● Prompt
Repeat the records. Keep every word and mark exactly as it is.

● Extracted records
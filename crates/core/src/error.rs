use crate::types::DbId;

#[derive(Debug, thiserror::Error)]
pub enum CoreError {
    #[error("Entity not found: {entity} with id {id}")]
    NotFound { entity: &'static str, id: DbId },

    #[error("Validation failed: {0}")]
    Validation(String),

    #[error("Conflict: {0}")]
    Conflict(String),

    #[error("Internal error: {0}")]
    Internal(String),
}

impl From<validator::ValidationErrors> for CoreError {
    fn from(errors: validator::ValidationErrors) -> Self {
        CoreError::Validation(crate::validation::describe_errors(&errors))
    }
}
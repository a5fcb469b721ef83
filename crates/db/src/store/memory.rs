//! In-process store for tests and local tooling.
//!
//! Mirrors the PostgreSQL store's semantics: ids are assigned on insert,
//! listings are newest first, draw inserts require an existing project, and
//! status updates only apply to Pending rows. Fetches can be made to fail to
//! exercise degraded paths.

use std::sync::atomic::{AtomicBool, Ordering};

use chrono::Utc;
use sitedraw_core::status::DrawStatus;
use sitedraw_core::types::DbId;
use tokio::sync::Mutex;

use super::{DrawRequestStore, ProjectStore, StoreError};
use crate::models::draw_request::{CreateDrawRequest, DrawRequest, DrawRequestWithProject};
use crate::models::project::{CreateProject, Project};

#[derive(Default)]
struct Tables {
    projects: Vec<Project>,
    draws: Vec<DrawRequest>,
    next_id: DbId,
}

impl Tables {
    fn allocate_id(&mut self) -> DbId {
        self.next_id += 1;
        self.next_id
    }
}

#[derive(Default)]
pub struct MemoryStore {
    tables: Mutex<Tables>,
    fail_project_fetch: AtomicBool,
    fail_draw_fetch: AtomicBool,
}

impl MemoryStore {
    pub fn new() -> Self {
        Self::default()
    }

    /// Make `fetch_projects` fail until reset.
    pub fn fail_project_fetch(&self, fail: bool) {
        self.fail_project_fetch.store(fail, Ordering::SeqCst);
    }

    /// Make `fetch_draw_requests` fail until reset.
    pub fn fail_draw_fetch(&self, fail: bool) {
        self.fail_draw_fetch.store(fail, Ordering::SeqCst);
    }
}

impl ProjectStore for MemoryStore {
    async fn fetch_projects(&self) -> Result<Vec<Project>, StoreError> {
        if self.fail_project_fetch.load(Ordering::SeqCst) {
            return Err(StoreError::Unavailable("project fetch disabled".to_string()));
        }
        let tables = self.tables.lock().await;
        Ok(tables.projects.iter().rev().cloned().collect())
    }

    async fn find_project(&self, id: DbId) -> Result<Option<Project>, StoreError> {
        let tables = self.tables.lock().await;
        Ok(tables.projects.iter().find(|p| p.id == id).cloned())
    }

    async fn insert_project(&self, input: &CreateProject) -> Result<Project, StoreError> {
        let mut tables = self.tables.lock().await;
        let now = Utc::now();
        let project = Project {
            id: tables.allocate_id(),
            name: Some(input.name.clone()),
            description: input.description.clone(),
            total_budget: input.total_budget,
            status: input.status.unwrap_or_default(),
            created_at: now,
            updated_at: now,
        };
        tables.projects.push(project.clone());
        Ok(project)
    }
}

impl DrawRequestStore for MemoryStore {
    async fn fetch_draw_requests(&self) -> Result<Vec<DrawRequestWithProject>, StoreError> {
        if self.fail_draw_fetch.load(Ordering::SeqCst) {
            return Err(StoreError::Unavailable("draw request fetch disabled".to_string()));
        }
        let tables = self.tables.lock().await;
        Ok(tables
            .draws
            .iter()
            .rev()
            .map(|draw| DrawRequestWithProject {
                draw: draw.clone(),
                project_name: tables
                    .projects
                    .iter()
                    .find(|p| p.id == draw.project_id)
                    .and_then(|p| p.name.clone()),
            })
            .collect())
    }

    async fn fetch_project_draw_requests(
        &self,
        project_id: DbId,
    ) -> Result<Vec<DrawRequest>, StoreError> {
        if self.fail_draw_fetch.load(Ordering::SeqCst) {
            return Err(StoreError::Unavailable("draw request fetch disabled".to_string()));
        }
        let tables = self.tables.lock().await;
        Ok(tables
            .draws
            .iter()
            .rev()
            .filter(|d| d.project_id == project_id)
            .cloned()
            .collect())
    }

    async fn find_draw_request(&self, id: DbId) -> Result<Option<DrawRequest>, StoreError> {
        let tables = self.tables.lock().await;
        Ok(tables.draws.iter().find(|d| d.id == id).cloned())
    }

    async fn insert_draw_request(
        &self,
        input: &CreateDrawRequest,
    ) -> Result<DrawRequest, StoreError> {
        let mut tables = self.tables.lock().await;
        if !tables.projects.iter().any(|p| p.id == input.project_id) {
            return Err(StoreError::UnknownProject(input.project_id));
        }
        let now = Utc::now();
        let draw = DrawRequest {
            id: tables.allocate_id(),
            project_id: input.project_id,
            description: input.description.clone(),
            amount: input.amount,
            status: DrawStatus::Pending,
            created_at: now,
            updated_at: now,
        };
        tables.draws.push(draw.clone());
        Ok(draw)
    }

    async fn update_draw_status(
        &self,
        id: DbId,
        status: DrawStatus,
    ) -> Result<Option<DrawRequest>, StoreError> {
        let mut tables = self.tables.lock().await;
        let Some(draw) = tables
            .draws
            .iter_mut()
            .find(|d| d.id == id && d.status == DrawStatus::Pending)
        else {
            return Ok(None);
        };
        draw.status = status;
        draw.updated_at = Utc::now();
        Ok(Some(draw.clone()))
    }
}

● The completed task
filename crates/core/src/error.rs
use crate::types::DbId;

#[derive(Debug, thiserror::Error)]
pub enum CoreError {
    #[error("Entity not found: {entity} with id {id}")]
    NotFound { entity: &'static str, id: DbId },

    #[error("Validation failed: {0}")]
    Validation(String),

    #[error("Conflict: {0}")]
    Conflict(String),

    #[error("Internal error: {0}")]
    Internal(String),
}

impl From<validator::ValidationErrors> for CoreError {
    fn from(errors: validator::ValidationErrors) -> Self {
        CoreError::Validation(crate::validation::describe_errors(&errors))
    }
}
repository a5fcb469b721ef83
filename crates/db/src/store/memory.rs
//! In-process store for tests and local tooling.
//!
//! Mirrors the PostgreSQL store's semantics: ids are assigned on insert,
//! listings are newest first, draw inserts require an existing project, and
//! status updates only apply to Pending rows. Fetches can be made to fail to
//! exercise degraded paths.

use std::sync::atomic::{AtomicBool, Ordering};

use chrono::Utc;
use sitedraw_core::status::DrawStatus;
use sitedraw_core::types::DbId;
use tokio::sync::Mutex;

use super::{DrawRequestStore, ProjectStore, StoreError};
use crate::models::draw_request::{CreateDrawRequest, DrawRequest, DrawRequestWithProject};
use crate::models::project::{CreateProject, Project};

#[derive(Default)]
struct Tables {
    projects: Vec<Project>,
    draws: Vec<DrawRequest>,
    next_id: DbId,
}

impl Tables {
    fn allocate_id(&mut self) -> DbId {
        self.next_id += 1;
        self.next_id
    }
}

#[derive(Default)]
pub struct MemoryStore {
    tables: Mutex<Tables>,
    fail_project_fetch: AtomicBool,
    fail_draw_fetch: AtomicBool,
}

impl MemoryStore {
    pub fn new() -> Self {
        Self::default()
    }

    /// Make `fetch_projects` fail until reset.
    pub fn fail_project_fetch(&self, fail: bool) {
        self.fail_project_fetch.store(fail, Ordering::SeqCst);
    }

    /// Make `fetch_draw_requests` fail until reset.
    pub fn fail_draw_fetch(&self, fail: bool) {
        self.fail_draw_fetch.store(fail, Ordering::SeqCst);
    }
}

impl ProjectStore for MemoryStore {
    async fn fetch_projects(&self) -> Result<Vec<Project>, StoreError> {
        if self.fail_project_fetch.load(Ordering::SeqCst) {
            return Err(StoreError::Unavailable("project fetch disabled".to_string()));
        }
        let tables = self.tables.lock().await;
        Ok(tables.projects.iter().rev().cloned().collect())
    }

    async fn find_project(&self, id: DbId) -> Result<Option<Project>, StoreError> {
        let tables = self.tables.lock().await;
        Ok(tables.projects.iter().find(|p| p.id == id).cloned())
    }

    async fn insert_project(&self, input: &CreateProject) -> Result<Project, StoreError> {
        let mut tables = self.tables.lock().await;
        let now = Utc::now();
        let project = Project {
            id: tables.allocate_id(),
            name: Some(input.name.clone()),
            description: input.description.clone(),
            total_budget: input.total_budget,
            status: input.status.unwrap_or_default(),
            created_at: now,
            updated_at: now,
        };
        tables.projects.push(project.clone());
        Ok(project)
    }
}

impl DrawRequestStore for MemoryStore {
    async fn fetch_draw_requests(&self) -> Result<Vec<DrawRequestWithProject>, StoreError> {
        if self.fail_draw_fetch.load(Ordering::SeqCst) {
            return Err(StoreError::Unavailable("draw request fetch disabled".to_string()));
        }
        let tables = self.tables.lock().await;
        Ok(tables
            .draws
            .iter()
            .rev()
            .map(|draw| DrawRequestWithProject {
                draw: draw.clone(),
                project_name: tables
                    .projects
                    .iter()
                    .find(|p| p.id == draw.project_id)
                    .and_then(|p| p.name.clone()),
            })
            .collect())
    }

    async fn fetch_project_draw_requests(
        &self,
        project_id: DbId,
    ) -> Result<Vec<DrawRequest>, StoreError> {
        if self.fail_draw_fetch.load(Ordering::SeqCst) {
            return Err(StoreError::Unavailable("draw request fetch disabled".to_string()));
        }
        let tables = self.tables.lock().await;
        Ok(tables
            .draws
            .iter()
            .rev()
            .filter(|d| d.project_id == project_id)
            .cloned()
            .collect())
    }

    async fn find_draw_request(&self, id: DbId) -> Result<Option<DrawRequest>, StoreError> {
        let tables = self.tables.lock().await;
        Ok(tables.draws.iter().find(|d| d.id == id).cloned())
    }

    async fn insert_draw_request(
        &self,
        input: &CreateDrawRequest,
    ) -> Result<DrawRequest, StoreError> {
        let mut tables = self.tables.lock().await;
        if !tables.projects.iter().any(|p| p.id == input.project_id) {
            return Err(StoreError::UnknownProject(input.project_id));
        }
        let now = Utc::now();
        let draw = DrawRequest {
            id: tables.allocate_id(),
            project_id: input.project_id,
            description: input.description.clone(),
            amount: input.amount,
            status: DrawStatus::Pending,
            created_at: now,
            updated_at: now,
        };
        tables.draws.push(draw.clone());
        Ok(draw)
    }

    async fn update_draw_status(
        &self,
        id: DbId,
        status: DrawStatus,
    ) -> Result<Option<DrawRequest>, StoreError> {
        let mut tables = self.tables.lock().await;
        let Some(draw) = tables
            .draws
            .iter_mut()
            .find(|d| d.id == id && d.status == DrawStatus::Pending)
        else {
            return Ok(None);
        };
        draw.status = status;
        draw.updated_at = Utc::now();
        Ok(Some(draw.clone()))
    }
}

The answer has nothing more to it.